### Your objective
Check every line of the material for the word "reaches". Copy those that have it.
START Available records
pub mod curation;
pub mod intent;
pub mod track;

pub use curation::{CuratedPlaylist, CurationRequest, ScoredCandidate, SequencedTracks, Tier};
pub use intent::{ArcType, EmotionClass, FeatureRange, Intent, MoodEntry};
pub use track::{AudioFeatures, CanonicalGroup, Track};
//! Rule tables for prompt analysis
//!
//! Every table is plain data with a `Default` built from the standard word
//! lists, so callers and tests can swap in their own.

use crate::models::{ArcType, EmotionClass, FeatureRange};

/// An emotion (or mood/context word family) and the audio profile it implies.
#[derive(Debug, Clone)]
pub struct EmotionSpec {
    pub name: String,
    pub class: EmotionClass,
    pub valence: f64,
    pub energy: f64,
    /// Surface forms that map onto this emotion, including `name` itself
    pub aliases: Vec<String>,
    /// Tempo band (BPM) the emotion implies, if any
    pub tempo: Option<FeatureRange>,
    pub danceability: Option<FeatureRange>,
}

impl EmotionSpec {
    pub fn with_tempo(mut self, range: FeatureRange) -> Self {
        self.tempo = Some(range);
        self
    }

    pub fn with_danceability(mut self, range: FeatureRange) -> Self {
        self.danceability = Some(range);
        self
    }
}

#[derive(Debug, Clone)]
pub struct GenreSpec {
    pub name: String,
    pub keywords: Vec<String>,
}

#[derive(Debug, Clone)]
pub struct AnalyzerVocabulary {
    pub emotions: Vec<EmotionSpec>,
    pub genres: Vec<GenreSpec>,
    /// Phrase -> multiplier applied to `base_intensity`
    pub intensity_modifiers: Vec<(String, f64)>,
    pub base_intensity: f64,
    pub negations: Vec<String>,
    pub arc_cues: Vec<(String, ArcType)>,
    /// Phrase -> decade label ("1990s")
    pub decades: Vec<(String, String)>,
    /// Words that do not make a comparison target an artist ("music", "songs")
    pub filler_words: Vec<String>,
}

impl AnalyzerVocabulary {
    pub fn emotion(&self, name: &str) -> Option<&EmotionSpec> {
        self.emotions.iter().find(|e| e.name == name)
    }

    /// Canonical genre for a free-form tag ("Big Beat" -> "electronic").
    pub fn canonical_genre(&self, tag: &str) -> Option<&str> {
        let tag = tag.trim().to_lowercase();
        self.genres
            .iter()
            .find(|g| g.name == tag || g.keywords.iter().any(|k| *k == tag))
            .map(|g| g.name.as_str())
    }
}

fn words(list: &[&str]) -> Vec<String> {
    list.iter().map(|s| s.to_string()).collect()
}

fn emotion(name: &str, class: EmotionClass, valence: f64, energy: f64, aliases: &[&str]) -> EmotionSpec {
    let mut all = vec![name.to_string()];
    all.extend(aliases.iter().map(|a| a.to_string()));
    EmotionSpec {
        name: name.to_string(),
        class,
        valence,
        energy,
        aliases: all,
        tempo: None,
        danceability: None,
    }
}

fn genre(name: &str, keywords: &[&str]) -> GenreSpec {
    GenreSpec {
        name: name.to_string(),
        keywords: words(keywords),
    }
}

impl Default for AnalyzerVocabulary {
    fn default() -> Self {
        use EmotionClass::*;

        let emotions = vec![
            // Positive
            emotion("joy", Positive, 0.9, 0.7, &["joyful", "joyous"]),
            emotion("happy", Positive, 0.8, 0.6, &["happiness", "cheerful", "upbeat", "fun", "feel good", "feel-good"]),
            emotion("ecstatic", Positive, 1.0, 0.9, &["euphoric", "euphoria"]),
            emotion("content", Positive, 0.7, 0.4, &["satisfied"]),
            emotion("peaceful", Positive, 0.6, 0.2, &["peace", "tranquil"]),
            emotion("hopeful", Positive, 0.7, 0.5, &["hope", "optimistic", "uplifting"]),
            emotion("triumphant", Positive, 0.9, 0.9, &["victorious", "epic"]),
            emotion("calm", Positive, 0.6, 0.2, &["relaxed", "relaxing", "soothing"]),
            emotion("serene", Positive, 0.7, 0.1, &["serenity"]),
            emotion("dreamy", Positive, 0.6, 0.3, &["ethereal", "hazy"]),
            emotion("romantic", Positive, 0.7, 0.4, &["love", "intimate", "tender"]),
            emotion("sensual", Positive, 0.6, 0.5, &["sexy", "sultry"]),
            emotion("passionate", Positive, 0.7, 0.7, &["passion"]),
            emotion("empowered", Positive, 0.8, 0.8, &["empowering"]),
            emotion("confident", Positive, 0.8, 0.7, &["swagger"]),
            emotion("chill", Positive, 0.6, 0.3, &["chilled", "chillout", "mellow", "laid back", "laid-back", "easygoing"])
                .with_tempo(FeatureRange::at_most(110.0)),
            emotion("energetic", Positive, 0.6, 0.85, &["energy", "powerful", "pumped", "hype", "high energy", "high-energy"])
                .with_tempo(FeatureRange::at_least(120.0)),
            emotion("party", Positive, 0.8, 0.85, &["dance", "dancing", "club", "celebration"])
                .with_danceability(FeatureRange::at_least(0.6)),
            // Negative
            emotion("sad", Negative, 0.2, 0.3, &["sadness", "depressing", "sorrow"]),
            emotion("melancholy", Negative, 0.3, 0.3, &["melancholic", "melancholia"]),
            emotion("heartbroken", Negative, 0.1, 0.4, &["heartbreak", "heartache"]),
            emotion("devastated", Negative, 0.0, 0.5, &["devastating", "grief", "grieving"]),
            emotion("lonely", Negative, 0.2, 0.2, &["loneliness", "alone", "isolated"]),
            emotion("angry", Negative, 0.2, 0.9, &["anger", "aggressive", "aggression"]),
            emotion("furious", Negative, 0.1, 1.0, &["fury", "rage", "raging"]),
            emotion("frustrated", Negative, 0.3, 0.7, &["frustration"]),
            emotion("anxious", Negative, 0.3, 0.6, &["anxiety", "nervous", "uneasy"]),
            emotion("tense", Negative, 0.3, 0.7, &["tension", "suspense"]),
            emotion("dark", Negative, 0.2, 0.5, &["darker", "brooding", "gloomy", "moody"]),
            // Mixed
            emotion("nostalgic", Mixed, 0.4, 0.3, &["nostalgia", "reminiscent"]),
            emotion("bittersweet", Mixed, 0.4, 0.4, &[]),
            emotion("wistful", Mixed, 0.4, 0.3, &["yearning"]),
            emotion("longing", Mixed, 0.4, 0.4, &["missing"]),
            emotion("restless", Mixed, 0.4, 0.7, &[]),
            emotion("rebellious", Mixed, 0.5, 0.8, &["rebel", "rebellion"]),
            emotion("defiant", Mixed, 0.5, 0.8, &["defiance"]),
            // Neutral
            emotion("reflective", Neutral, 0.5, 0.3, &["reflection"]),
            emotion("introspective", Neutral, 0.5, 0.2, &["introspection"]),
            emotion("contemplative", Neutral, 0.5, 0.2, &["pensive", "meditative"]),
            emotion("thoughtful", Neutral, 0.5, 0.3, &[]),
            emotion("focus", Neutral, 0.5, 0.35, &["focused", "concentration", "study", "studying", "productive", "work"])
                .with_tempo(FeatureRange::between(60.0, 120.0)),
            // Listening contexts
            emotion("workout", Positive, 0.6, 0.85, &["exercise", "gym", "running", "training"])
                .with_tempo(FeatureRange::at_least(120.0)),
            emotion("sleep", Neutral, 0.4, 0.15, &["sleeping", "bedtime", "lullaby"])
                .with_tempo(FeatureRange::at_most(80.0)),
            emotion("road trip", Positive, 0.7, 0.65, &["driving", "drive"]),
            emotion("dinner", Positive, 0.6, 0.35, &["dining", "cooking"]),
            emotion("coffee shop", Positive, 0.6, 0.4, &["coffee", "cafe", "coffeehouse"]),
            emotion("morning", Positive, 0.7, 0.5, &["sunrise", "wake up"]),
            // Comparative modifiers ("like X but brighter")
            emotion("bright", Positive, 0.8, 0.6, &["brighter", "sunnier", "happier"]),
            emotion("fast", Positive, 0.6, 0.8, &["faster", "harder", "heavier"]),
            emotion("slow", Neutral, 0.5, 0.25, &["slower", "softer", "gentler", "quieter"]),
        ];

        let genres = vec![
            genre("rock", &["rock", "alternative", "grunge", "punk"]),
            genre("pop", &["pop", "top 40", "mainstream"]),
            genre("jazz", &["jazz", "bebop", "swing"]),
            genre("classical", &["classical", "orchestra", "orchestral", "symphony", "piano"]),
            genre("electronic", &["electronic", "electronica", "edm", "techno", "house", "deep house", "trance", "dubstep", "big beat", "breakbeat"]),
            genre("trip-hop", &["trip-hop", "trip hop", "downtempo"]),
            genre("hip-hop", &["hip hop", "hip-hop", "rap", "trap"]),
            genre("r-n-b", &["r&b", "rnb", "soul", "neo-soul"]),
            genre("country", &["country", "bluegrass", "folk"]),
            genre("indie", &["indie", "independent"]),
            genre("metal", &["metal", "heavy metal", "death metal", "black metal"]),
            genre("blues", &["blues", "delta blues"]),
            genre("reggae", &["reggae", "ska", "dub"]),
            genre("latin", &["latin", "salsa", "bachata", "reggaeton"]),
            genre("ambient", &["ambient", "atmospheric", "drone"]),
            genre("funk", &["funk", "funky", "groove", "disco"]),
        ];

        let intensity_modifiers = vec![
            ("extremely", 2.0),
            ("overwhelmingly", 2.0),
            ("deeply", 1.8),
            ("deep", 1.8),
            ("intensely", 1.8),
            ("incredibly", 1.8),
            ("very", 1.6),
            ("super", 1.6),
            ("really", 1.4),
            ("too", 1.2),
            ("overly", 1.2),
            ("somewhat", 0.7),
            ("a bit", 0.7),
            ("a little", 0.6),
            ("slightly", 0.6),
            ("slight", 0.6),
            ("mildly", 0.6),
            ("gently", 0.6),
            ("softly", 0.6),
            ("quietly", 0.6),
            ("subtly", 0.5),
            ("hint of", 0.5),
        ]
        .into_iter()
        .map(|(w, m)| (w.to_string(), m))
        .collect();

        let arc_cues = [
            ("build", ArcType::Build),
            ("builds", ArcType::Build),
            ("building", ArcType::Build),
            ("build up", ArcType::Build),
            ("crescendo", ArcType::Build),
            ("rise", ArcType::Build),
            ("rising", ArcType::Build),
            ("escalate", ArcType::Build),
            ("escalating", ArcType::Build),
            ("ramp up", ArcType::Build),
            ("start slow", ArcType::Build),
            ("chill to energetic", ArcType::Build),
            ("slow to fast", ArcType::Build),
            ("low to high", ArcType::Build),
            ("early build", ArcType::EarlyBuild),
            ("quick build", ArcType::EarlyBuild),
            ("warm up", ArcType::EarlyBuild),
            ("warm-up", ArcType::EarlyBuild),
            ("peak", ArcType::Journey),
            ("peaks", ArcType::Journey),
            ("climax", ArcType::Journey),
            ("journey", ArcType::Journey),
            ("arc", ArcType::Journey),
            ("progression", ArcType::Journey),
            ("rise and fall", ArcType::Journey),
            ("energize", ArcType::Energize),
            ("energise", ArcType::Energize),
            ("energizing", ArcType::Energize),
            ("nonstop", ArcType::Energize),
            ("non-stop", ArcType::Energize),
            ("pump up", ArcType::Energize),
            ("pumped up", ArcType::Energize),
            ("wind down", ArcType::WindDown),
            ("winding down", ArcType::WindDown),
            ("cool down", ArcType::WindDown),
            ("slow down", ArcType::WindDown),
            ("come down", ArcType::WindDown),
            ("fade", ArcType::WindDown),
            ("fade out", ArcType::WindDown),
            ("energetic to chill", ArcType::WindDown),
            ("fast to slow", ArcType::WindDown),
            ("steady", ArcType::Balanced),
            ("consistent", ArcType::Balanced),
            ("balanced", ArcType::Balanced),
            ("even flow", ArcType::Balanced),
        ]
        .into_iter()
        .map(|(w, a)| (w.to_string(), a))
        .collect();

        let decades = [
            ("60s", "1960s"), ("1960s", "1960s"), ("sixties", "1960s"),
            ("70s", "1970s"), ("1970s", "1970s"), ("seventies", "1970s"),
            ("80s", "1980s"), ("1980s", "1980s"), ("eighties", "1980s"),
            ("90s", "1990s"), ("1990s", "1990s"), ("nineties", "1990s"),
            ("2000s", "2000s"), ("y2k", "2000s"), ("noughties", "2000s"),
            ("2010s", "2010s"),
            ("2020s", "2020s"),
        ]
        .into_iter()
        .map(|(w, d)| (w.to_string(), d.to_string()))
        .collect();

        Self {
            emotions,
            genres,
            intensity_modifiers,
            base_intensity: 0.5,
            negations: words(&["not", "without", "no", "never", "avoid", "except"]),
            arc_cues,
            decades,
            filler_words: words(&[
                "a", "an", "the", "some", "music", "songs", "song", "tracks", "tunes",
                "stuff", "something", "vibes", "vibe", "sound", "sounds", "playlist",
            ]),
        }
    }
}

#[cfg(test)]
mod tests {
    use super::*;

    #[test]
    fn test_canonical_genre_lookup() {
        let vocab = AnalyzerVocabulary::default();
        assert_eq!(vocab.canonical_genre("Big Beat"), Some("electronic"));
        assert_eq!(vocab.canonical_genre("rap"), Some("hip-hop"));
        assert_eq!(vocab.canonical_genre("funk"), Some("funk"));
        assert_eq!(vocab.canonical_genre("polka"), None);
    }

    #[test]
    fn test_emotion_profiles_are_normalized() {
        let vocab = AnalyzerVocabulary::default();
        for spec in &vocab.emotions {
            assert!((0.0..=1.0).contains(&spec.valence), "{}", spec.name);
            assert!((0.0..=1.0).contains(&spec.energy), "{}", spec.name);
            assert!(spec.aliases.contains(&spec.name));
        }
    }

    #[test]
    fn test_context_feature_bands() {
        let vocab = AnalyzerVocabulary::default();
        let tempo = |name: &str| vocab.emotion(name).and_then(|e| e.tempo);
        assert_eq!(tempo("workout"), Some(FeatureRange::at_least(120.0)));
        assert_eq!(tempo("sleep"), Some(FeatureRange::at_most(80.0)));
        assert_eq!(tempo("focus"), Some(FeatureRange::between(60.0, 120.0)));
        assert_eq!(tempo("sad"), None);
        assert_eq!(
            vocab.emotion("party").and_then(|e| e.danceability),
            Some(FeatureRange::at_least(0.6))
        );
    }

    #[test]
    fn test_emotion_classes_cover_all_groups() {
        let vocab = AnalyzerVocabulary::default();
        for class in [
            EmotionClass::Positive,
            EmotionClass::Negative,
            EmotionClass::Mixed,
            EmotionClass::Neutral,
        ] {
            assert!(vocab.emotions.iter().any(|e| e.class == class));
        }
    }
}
END Available records
START Available records
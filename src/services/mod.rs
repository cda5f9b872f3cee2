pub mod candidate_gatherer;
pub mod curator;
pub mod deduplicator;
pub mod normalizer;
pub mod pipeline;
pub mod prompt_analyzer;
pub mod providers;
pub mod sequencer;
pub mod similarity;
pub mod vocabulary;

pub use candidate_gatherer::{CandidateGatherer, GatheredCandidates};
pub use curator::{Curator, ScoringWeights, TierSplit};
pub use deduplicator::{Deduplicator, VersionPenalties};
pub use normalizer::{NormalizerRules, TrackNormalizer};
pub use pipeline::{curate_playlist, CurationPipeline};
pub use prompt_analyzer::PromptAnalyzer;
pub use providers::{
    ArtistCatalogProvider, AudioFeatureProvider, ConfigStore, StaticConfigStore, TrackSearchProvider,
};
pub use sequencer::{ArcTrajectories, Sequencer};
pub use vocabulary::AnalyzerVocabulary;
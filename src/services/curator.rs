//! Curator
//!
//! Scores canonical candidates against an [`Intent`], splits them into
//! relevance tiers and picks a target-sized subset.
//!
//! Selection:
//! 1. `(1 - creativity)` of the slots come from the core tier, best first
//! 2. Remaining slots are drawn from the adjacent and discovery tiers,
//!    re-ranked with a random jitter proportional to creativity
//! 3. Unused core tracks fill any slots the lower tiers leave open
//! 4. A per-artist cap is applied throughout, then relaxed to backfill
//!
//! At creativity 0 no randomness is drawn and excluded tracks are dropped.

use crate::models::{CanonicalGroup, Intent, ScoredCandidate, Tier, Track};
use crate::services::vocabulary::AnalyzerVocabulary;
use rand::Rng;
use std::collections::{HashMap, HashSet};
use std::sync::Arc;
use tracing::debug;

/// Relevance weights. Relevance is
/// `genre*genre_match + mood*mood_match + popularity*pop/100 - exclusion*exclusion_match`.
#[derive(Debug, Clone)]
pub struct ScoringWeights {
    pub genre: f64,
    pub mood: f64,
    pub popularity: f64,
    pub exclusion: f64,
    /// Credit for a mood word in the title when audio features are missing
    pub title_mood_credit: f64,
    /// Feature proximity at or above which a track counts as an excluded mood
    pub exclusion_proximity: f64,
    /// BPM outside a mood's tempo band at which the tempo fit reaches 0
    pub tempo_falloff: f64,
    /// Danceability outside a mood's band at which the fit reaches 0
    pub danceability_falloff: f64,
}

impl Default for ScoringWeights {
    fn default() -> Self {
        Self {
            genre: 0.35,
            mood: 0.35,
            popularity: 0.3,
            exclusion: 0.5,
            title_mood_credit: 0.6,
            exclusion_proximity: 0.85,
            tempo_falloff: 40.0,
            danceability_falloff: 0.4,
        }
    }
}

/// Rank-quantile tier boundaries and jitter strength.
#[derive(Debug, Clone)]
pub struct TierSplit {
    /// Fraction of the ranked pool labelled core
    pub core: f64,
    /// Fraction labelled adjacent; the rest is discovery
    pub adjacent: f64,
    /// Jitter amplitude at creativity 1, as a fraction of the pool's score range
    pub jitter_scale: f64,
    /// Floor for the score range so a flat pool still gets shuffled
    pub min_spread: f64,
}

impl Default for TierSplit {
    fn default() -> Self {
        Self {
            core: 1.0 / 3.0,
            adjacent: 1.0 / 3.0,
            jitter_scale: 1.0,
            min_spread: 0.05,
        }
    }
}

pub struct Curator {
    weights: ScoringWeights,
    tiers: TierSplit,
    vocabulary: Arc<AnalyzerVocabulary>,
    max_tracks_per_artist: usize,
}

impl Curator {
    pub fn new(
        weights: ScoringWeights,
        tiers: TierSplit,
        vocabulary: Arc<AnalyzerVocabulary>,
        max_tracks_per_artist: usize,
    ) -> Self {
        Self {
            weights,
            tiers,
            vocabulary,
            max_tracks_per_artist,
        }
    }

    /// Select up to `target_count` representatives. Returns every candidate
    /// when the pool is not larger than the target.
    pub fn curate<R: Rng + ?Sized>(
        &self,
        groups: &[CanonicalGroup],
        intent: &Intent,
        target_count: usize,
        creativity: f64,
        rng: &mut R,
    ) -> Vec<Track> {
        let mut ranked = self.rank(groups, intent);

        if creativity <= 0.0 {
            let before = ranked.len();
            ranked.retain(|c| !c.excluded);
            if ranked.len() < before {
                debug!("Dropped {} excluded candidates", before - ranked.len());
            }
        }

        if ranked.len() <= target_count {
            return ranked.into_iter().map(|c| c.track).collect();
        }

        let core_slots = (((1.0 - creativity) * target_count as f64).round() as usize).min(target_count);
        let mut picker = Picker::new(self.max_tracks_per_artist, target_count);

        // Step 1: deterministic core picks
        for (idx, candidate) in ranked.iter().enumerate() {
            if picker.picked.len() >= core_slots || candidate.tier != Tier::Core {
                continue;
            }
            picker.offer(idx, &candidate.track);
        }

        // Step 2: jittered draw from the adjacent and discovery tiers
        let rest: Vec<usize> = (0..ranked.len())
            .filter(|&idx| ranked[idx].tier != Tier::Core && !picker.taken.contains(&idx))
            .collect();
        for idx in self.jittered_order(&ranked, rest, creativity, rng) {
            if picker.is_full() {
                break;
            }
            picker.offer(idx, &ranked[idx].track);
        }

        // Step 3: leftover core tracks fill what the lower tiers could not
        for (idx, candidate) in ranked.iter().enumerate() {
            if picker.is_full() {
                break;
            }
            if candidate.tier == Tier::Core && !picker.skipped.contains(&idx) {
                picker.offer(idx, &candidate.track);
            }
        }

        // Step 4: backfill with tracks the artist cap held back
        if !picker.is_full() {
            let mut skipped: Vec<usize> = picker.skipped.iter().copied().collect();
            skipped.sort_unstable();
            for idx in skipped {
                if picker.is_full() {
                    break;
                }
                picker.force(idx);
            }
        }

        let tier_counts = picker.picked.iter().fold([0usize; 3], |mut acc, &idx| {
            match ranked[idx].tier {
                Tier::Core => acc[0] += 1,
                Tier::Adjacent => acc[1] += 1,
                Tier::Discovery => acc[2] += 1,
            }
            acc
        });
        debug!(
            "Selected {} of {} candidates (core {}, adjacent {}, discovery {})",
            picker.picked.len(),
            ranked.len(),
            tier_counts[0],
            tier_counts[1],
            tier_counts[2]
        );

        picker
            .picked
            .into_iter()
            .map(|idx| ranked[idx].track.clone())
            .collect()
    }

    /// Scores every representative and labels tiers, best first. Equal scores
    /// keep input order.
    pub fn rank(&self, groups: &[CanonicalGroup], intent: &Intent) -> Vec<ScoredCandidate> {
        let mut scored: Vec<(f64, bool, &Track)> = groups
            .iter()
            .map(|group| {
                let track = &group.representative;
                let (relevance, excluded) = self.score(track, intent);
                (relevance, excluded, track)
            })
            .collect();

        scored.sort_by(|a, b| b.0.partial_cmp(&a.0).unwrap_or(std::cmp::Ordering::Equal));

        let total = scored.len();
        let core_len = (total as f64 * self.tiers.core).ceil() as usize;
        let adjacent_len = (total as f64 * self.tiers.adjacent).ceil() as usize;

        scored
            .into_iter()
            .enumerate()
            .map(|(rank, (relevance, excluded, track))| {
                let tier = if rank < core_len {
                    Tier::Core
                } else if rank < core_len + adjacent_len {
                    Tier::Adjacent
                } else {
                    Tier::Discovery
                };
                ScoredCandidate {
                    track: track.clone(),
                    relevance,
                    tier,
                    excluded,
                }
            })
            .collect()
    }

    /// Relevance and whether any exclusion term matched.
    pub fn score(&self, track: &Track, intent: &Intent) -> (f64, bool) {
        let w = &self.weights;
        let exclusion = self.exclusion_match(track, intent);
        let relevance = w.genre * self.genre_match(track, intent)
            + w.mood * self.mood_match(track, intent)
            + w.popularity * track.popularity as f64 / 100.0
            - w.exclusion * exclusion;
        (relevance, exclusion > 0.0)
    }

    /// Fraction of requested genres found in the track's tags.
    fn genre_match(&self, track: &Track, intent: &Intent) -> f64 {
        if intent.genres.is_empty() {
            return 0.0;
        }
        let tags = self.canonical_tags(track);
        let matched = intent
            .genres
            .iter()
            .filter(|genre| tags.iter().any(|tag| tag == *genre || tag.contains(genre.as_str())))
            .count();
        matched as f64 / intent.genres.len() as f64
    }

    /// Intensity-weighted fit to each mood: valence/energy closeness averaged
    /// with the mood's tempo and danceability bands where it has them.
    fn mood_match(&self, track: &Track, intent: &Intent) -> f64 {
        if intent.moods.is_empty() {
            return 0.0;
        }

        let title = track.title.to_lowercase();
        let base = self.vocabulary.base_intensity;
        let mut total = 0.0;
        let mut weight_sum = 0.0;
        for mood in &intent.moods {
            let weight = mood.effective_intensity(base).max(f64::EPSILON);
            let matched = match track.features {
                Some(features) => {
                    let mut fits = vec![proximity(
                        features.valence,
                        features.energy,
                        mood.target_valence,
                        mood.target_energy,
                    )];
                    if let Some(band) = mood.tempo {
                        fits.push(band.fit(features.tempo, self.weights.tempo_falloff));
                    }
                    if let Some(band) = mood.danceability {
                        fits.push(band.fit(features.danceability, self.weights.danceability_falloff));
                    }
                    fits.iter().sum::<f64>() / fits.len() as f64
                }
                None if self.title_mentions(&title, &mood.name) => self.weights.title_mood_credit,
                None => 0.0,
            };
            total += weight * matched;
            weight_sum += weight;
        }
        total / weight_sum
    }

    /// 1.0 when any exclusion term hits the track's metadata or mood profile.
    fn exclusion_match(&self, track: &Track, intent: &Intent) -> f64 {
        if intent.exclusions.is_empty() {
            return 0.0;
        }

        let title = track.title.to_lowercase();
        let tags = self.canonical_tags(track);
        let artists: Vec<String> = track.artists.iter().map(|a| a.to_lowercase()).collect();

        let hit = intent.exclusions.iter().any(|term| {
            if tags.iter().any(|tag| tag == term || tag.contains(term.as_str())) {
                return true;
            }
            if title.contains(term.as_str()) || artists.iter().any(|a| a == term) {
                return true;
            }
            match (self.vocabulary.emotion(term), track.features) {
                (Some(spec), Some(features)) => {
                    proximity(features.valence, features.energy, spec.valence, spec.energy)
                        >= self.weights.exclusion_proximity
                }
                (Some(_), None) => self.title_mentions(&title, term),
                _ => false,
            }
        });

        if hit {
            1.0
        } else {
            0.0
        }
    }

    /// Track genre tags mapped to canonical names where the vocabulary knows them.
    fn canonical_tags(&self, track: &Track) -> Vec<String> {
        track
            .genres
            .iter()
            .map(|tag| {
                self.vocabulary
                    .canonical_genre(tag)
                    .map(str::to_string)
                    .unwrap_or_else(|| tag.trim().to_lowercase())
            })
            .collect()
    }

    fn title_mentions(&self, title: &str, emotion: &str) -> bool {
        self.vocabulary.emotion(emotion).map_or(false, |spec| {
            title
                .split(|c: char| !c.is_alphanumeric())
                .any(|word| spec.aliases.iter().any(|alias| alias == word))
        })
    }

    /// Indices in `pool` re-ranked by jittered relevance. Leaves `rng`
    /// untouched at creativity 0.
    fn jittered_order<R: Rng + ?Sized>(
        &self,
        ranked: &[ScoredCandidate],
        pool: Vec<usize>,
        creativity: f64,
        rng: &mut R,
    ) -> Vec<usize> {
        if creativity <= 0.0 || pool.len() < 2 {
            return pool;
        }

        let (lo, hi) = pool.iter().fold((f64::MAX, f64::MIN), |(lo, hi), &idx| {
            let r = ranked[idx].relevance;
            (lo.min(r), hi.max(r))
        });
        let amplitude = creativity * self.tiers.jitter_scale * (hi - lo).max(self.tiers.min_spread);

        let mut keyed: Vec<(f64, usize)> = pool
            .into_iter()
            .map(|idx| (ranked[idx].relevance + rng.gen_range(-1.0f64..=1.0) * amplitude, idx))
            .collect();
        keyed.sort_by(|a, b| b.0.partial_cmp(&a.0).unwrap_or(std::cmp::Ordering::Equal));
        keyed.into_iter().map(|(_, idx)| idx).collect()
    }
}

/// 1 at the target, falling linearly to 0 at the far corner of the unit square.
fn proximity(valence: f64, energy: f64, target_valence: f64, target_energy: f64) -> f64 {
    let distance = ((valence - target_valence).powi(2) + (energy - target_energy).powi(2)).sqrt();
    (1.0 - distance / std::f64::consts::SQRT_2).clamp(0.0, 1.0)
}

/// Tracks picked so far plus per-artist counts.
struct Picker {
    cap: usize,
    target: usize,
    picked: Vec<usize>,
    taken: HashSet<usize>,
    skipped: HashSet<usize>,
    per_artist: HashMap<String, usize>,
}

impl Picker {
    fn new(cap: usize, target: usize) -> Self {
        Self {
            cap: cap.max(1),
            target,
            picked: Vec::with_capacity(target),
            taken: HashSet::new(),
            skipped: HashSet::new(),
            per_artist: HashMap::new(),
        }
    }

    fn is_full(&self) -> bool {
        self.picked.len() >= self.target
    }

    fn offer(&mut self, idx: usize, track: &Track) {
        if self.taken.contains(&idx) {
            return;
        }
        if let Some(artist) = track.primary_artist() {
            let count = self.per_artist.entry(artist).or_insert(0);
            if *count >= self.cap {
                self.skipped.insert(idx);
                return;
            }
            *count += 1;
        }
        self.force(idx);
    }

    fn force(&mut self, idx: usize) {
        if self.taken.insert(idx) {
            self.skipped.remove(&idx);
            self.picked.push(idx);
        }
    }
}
END Available records
### Task output
    /// BPM outside a mood's tempo band at which the tempo fit reaches 0
    /// Danceability outside a mood's band at which the fit reaches 0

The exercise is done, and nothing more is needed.